*** Opening of INPUT FOR THIS TASK ***

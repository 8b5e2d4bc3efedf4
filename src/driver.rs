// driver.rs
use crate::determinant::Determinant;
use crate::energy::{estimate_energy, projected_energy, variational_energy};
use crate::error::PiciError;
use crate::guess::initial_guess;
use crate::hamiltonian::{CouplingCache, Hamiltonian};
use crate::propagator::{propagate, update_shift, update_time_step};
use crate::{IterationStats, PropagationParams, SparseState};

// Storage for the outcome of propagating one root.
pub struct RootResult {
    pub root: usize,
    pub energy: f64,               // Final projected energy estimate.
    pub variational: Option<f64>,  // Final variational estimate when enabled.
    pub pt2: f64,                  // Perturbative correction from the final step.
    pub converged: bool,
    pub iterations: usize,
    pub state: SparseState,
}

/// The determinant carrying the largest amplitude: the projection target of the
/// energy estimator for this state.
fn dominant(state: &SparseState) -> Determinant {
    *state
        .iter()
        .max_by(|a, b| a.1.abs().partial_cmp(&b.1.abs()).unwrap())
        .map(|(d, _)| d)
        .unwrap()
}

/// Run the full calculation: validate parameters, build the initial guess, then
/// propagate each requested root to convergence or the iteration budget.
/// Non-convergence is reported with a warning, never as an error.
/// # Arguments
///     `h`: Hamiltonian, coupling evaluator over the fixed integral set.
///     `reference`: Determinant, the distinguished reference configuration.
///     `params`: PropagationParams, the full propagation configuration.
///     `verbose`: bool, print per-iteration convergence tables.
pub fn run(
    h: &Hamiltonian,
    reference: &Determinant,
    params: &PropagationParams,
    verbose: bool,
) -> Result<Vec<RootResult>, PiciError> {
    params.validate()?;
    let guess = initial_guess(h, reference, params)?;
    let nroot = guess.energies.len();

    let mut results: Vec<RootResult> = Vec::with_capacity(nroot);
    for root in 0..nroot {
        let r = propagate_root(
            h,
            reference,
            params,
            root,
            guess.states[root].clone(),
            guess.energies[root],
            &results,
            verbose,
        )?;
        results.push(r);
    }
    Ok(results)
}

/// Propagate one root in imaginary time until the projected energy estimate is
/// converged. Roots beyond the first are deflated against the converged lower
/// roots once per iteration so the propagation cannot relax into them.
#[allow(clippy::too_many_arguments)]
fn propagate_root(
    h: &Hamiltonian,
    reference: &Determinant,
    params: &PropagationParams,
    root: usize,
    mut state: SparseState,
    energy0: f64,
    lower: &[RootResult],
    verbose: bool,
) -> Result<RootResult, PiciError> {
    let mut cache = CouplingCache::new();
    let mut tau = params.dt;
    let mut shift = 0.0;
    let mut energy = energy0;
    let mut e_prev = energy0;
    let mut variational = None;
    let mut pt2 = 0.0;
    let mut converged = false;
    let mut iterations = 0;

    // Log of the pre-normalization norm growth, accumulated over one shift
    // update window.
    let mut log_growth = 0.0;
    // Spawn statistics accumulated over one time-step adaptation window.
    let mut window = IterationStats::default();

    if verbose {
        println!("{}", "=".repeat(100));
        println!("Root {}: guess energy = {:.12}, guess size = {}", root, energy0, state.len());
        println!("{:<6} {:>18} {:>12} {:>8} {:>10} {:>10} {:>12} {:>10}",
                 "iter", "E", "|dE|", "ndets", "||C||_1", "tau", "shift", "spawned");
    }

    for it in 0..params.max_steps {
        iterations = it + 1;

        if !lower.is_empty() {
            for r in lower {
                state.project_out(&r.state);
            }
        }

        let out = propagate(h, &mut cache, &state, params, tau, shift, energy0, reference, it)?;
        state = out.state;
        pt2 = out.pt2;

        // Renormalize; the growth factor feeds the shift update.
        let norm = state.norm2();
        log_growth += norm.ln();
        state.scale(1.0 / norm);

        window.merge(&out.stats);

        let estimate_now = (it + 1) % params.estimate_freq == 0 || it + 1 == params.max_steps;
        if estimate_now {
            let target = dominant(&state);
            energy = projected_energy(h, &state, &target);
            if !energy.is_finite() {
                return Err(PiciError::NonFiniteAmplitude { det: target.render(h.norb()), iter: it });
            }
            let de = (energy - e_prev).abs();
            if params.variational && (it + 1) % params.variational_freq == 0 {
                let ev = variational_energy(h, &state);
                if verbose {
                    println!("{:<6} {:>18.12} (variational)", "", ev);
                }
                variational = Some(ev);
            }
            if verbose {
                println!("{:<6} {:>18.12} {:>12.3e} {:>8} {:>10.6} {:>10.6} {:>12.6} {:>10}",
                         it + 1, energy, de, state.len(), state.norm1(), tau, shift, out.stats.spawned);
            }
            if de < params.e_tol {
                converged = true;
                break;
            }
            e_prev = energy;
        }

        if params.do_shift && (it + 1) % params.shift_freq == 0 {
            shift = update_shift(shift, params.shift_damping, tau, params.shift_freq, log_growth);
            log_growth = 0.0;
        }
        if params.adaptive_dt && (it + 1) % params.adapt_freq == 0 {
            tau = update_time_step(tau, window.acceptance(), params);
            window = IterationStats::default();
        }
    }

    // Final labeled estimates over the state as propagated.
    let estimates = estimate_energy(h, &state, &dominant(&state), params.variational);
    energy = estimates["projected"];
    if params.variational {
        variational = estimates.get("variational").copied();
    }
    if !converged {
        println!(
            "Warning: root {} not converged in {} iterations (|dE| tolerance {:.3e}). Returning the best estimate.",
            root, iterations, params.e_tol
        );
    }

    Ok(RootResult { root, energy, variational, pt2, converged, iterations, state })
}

*** Close of INPUT FOR THIS TASK ***

▶ WHAT IS REQUIRED
Return the entries above word for word.

▶ TASK ANSWER
repository 8b5e2d4bc3efedf4
filename src/driver.rs
// driver.rs
use crate::determinant::Determinant;
use crate::energy::{estimate_energy, projected_energy, variational_energy};
use crate::error::PiciError;
use crate::guess::initial_guess;
use crate::hamiltonian::{CouplingCache, Hamiltonian};
use crate::propagator::{propagate, update_shift, update_time_step};
use crate::{IterationStats, PropagationParams, SparseState};

// Storage for the outcome of propagating one root.
pub struct RootResult {
    pub root: usize,
    pub energy: f64,               // Final projected energy estimate.
    pub variational: Option<f64>,  // Final variational estimate when enabled.
    pub pt2: f64,                  // Perturbative correction from the final step.
    pub converged: bool,
    pub iterations: usize,
    pub state: SparseState,
}

/// The determinant carrying the largest amplitude: the projection target of the
/// energy estimator for this state.
fn dominant(state: &SparseState) -> Determinant {
    *state
        .iter()
        .max_by(|a, b| a.1.abs().partial_cmp(&b.1.abs()).unwrap())
        .map(|(d, _)| d)
        .unwrap()
}

/// Run the full calculation: validate parameters, build the initial guess, then
/// propagate each requested root to convergence or the iteration budget.
/// Non-convergence is reported with a warning, never as an error.
/// # Arguments
///     `h`: Hamiltonian, coupling evaluator over the fixed integral set.
///     `reference`: Determinant, the distinguished reference configuration.
///     `params`: PropagationParams, the full propagation configuration.
///     `verbose`: bool, print per-iteration convergence tables.
pub fn run(
    h: &Hamiltonian,
    reference: &Determinant,
    params: &PropagationParams,
    verbose: bool,
) -> Result<Vec<RootResult>, PiciError> {
    params.validate()?;
    let guess = initial_guess(h, reference, params)?;
    let nroot = guess.energies.len();

    let mut results: Vec<RootResult> = Vec::with_capacity(nroot);
    for root in 0..nroot {
        let r = propagate_root(
            h,
            reference,
            params,
            root,
            guess.states[root].clone(),
            guess.energies[root],
            &results,
            verbose,
        )?;
        results.push(r);
    }
    Ok(results)
}

/// Propagate one root in imaginary time until the projected energy estimate is
/// converged. Roots beyond the first are deflated against the converged lower
/// roots once per iteration so the propagation cannot relax into them.
#[allow(clippy::too_many_arguments)]
fn propagate_root(
    h: &Hamiltonian,
    reference: &Determinant,
    params: &PropagationParams,
    root: usize,
    mut state: SparseState,
    energy0: f64,
    lower: &[RootResult],
    verbose: bool,
) -> Result<RootResult, PiciError> {
    let mut cache = CouplingCache::new();
    let mut tau = params.dt;
    let mut shift = 0.0;
    let mut energy = energy0;
    let mut e_prev = energy0;
    let mut variational = None;
    let mut pt2 = 0.0;
    let mut converged = false;
    let mut iterations = 0;

    // Log of the pre-normalization norm growth, accumulated over one shift
    // update window.
    let mut log_growth = 0.0;
    // Spawn statistics accumulated over one time-step adaptation window.
    let mut window = IterationStats::default();

    if verbose {
        println!("{}", "=".repeat(100));
        println!("Root {}: guess energy = {:.12}, guess size = {}", root, energy0, state.len());
        println!("{:<6} {:>18} {:>12} {:>8} {:>10} {:>10} {:>12} {:>10}",
                 "iter", "E", "|dE|", "ndets", "||C||_1", "tau", "shift", "spawned");
    }

    for it in 0..params.max_steps {
        iterations = it + 1;

        if !lower.is_empty() {
            for r in lower {
                state.project_out(&r.state);
            }
        }

        let out = propagate(h, &mut cache, &state, params, tau, shift, energy0, reference, it)?;
        state = out.state;
        pt2 = out.pt2;

        // Renormalize; the growth factor feeds the shift update.
        let norm = state.norm2();
        log_growth += norm.ln();
        state.scale(1.0 / norm);

        window.merge(&out.stats);

        let estimate_now = (it + 1) % params.estimate_freq == 0 || it + 1 == params.max_steps;
        if estimate_now {
            let target = dominant(&state);
            energy = projected_energy(h, &state, &target);
            if !energy.is_finite() {
                return Err(PiciError::NonFiniteAmplitude { det: target.render(h.norb()), iter: it });
            }
            let de = (energy - e_prev).abs();
            if params.variational && (it + 1) % params.variational_freq == 0 {
                let ev = variational_energy(h, &state);
                if verbose {
                    println!("{:<6} {:>18.12} (variational)", "", ev);
                }
                variational = Some(ev);
            }
            if verbose {
                println!("{:<6} {:>18.12} {:>12.3e} {:>8} {:>10.6} {:>10.6} {:>12.6} {:>10}",
                         it + 1, energy, de, state.len(), state.norm1(), tau, shift, out.stats.spawned);
            }
            if de < params.e_tol {
                converged = true;
                break;
            }
            e_prev = energy;
        }

        if params.do_shift && (it + 1) % params.shift_freq == 0 {
            shift = update_shift(shift, params.shift_damping, tau, params.shift_freq, log_growth);
            log_growth = 0.0;
        }
        if params.adaptive_dt && (it + 1) % params.adapt_freq == 0 {
            tau = update_time_step(tau, window.acceptance(), params);
            window = IterationStats::default();
        }
    }

    // Final labeled estimates over the state as propagated.
    let estimates = estimate_energy(h, &state, &dominant(&state), params.variational);
    energy = estimates["projected"];
    if params.variational {
        variational = estimates.get("variational").copied();
    }
    if !converged {
        println!(
            "Warning: root {} not converged in {} iterations (|dE| tolerance {:.3e}). Returning the best estimate.",
            root, iterations, params.e_tol
        );
    }

    Ok(RootResult { root, energy, variational, pt2, converged, iterations, state })
}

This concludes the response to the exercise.